You are viewing a plain text version of this content. The canonical link for it is here.
Posted to reviews@spark.apache.org by mridulm <gi...@git.apache.org> on 2018/08/24 22:53:25 UTC
[GitHub] spark pull request #22209: [SPARK-24415][Core] Fixed the aggregated stage me...
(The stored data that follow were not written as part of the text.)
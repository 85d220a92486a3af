//! Update buffering and throttled reconciliation
//!
//! Incoming push messages land in a pending buffer without touching the
//! visible view. A periodic tick drains the buffer into the view at most
//! once per throttle window. How updates are buffered and merged is up to
//! the [`MergeStrategy`] each feed plugs in.

mod strategies;

pub use strategies::{AppendBounded, ReplaceWhole, UpsertByKey};

use std::time::Duration;
use tokio::time::Instant;

/// How a feed folds pushes into its pending buffer and the buffer into its view
pub trait MergeStrategy: Send + 'static {
    /// One decoded push message
    type Update: Send + 'static;
    /// Initial dataset from the snapshot fetcher
    type Snapshot: Send + 'static;
    /// Authoritative reconciled state
    type View: Send + 'static;
    /// What the presentation layer receives
    type Output: Clone + Send + 'static;

    /// Skip throttling and apply every push as soon as it arrives
    const IMMEDIATE: bool = false;

    fn new_view(&self) -> Self::View;

    /// Fold one update into the pending buffer
    fn buffer(&self, pending: &mut Vec<Self::Update>, update: Self::Update);

    /// Apply drained updates; returns true if the view changed
    fn merge(&self, view: &mut Self::View, pending: Vec<Self::Update>) -> bool;

    /// Reconcile a REST snapshot with the view; returns true if the view changed
    fn seed(&self, view: &mut Self::View, snapshot: Self::Snapshot) -> bool;

    fn output(&self, view: &Self::View) -> Self::Output;
}

/// Pending buffer plus view, flushed on a throttled tick
pub struct ThrottledReconciler<S: MergeStrategy> {
    strategy: S,
    view: S::View,
    pending: Vec<S::Update>,
    throttle: Duration,
    last_applied: Option<Instant>,
}

impl<S: MergeStrategy> ThrottledReconciler<S> {
    pub fn new(strategy: S, throttle: Duration) -> Self {
        let view = strategy.new_view();
        Self {
            strategy,
            view,
            pending: Vec::new(),
            throttle,
            last_applied: None,
        }
    }

    /// Buffer a push message; the view is untouched until the next flush
    pub fn push(&mut self, update: S::Update) {
        self.strategy.buffer(&mut self.pending, update);
    }

    pub fn has_pending(&self) -> bool {
        !self.pending.is_empty()
    }

    pub fn pending_len(&self) -> usize {
        self.pending.len()
    }

    /// Timer tick: flush if data is buffered and the throttle window has elapsed
    ///
    /// Returns true if the view changed.
    pub fn tick(&mut self, now: Instant) -> bool {
        if self.pending.is_empty() {
            return false;
        }
        if let Some(last) = self.last_applied {
            if now.saturating_duration_since(last) < self.throttle {
                return false;
            }
        }
        self.flush(now)
    }

    /// Drain the buffer into the view regardless of the throttle window
    pub fn flush(&mut self, now: Instant) -> bool {
        if self.pending.is_empty() {
            return false;
        }
        let drained = std::mem::take(&mut self.pending);
        self.last_applied = Some(now);
        self.strategy.merge(&mut self.view, drained)
    }

    /// Apply the initial REST snapshot
    pub fn seed(&mut self, snapshot: S::Snapshot) -> bool {
        self.strategy.seed(&mut self.view, snapshot)
    }

    /// Drop buffered-but-unflushed updates
    pub fn discard_pending(&mut self) {
        self.pending.clear();
    }

    pub fn is_immediate(&self) -> bool {
        S::IMMEDIATE
    }

    pub fn view(&self) -> &S::View {
        &self.view
    }

    pub fn view_mut(&mut self) -> &mut S::View {
        &mut self.view
    }

    pub fn output(&self) -> S::Output {
        self.strategy.output(&self.view)
    }
}

#[cfg(test)]
mod tests {
    use super::*;
    use crate::candles::CandlePoint;
    use crate::parser::{DepthSnapshot, PriceLevel};
    use crate::trades::TradeTick;
    use chrono::{TimeZone, Utc};
    use rust_decimal::Decimal;
    use rust_decimal_macros::dec;

    const THROTTLE: Duration = Duration::from_millis(250);

    fn ms(n: u64) -> Duration {
        Duration::from_millis(n)
    }

    fn depth(id: u64, bid: Decimal) -> DepthSnapshot {
        DepthSnapshot {
            last_update_id: Some(id),
            bids: vec![PriceLevel {
                price: bid,
                quantity: dec!(1),
            }],
            asks: vec![PriceLevel {
                price: bid + dec!(1),
                quantity: dec!(1),
            }],
        }
    }

    fn trade(ms: i64) -> TradeTick {
        TradeTick {
            price: Decimal::from(ms),
            amount: dec!(1),
            time: Utc.timestamp_millis_opt(ms).unwrap(),
            is_buyer_maker: false,
        }
    }

    fn candle(time: i64, close: Decimal) -> CandlePoint {
        CandlePoint {
            time,
            open: close,
            high: close,
            low: close,
            close,
        }
    }

    #[test]
    fn test_last_snapshot_in_window_wins() {
        let t0 = Instant::now();
        let mut reconciler = ThrottledReconciler::new(ReplaceWhole::new("BTCUSDT", 20), THROTTLE);

        // A flush just before the window opens
        reconciler.push(depth(1, dec!(100)));
        assert!(reconciler.tick(t0));

        reconciler.push(depth(2, dec!(101)));
        assert!(!reconciler.tick(t0 + ms(50)));
        reconciler.push(depth(3, dec!(102)));
        assert!(!reconciler.tick(t0 + ms(150)));
        reconciler.push(depth(4, dec!(103)));
        assert_eq!(reconciler.pending_len(), 1);

        assert!(reconciler.tick(t0 + ms(250)));
        assert_eq!(reconciler.view().best_bid(), Some(dec!(103)));
        assert_eq!(reconciler.view().last_update_id(), Some(4));
        assert!(!reconciler.has_pending());
    }

    #[test]
    fn test_window_measured_from_previous_flush() {
        let base = Instant::now();
        let mut reconciler = ThrottledReconciler::new(ReplaceWhole::new("BTCUSDT", 20), THROTTLE);

        // Book already live; its last flush was 100ms before snap1
        reconciler.push(depth(0, dec!(99)));
        assert!(reconciler.tick(base));
        let t = |n: u64| base + ms(100 + n);

        reconciler.push(depth(1, dec!(100)));
        reconciler.push(depth(2, dec!(101)));
        assert!(!reconciler.tick(t(100)));
        assert_eq!(reconciler.view().last_update_id(), Some(0));

        reconciler.push(depth(3, dec!(102)));
        assert!(reconciler.tick(t(200)));
        assert_eq!(reconciler.view().last_update_id(), Some(3));
        assert_eq!(reconciler.view().best_bid(), Some(dec!(102)));
    }

    #[test]
    fn test_cold_start_flushes_on_first_tick() {
        let t0 = Instant::now();
        let mut reconciler = ThrottledReconciler::new(ReplaceWhole::new("BTCUSDT", 20), THROTTLE);

        reconciler.push(depth(1, dec!(100)));
        reconciler.push(depth(2, dec!(101)));
        assert!(reconciler.tick(t0 + ms(100)));
        assert_eq!(reconciler.view().last_update_id(), Some(2));

        // Next window opens 250ms after that flush
        reconciler.push(depth(3, dec!(102)));
        assert!(!reconciler.tick(t0 + ms(200)));
        assert!(!reconciler.tick(t0 + ms(300)));
        assert!(reconciler.tick(t0 + ms(400)));
        assert_eq!(reconciler.view().last_update_id(), Some(3));
    }

    #[test]
    fn test_tick_without_pending_is_noop() {
        let mut reconciler = ThrottledReconciler::new(ReplaceWhole::new("BTCUSDT", 20), THROTTLE);
        assert!(!reconciler.tick(Instant::now()));
        assert!(!reconciler.view().is_initialized());
    }

    #[test]
    fn test_trades_flush_newest_first_bounded() {
        let mut reconciler = ThrottledReconciler::new(AppendBounded::new(2), THROTTLE);
        reconciler.push(trade(1));
        reconciler.push(trade(2));
        reconciler.push(trade(3));

        assert!(reconciler.tick(Instant::now()));
        let times: Vec<_> = reconciler
            .output()
            .iter()
            .map(|t| t.time.timestamp_millis())
            .collect();
        assert_eq!(times, vec![3, 2]);
    }

    #[test]
    fn test_trade_buffer_is_capped() {
        let mut reconciler = ThrottledReconciler::new(AppendBounded::new(3), THROTTLE);
        for i in 0..20 {
            reconciler.push(trade(i));
        }
        assert_eq!(reconciler.pending_len(), 6);

        reconciler.tick(Instant::now());
        let times: Vec<_> = reconciler
            .output()
            .iter()
            .map(|t| t.time.timestamp_millis())
            .collect();
        assert_eq!(times, vec![19, 18, 17]);
    }

    #[test]
    fn test_candles_apply_immediately() {
        let mut reconciler = ThrottledReconciler::new(UpsertByKey, THROTTLE);
        assert!(reconciler.is_immediate());

        let t0 = Instant::now();
        reconciler.push(candle(60, dec!(1)));
        assert!(reconciler.flush(t0));
        reconciler.push(candle(60, dec!(2)));
        assert!(reconciler.flush(t0 + ms(1)));
        reconciler.push(candle(120, dec!(3)));
        assert!(reconciler.flush(t0 + ms(2)));

        let series = reconciler.output();
        assert_eq!(series.len(), 2);
        assert_eq!(series.points()[0].close, dec!(2));
    }

    #[test]
    fn test_discard_pending() {
        let mut reconciler = ThrottledReconciler::new(AppendBounded::new(5), THROTTLE);
        reconciler.push(trade(1));
        reconciler.discard_pending();
        assert!(!reconciler.tick(Instant::now()));
        assert!(reconciler.output().is_empty());
    }
}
Github user mridulm commented on a diff in the pull request:
https://github.com/apache/spark/pull/22209#discussion_r212772176
--- Diff: core/src/main/scala/org/apache/spark/status/AppStatusListener.scala ---
@@ -350,11 +350,16 @@ private[spark] class AppStatusListener(
val e = it.next()
if (job.stageIds.contains(e.getKey()._1)) {
val stage = e.getValue()
- stage.status = v1.StageStatus.SKIPPED
- job.skippedStages += stage.info.stageId
- job.skippedTasks += stage.info.numTasks
- it.remove()
- update(stage, now)
+ // Only update the stage if it has not finished already
+ if (v1.StageStatus.ACTIVE.equals(stage.status) ||
+ v1.StageStatus.PENDING.equals(stage.status)) {
+ stage.status = v1.StageStatus.SKIPPED
+ job.skippedStages += stage.info.stageId
+ job.skippedTasks += stage.info.numTasks
+ job.activeStages -= 1
+ it.remove()
--- End diff --
To clarify, I was referring to 'this' being job end event received before stage end (for a stage which is part of a job).
I was not referring to task end event's (those can come in after stage or job end's).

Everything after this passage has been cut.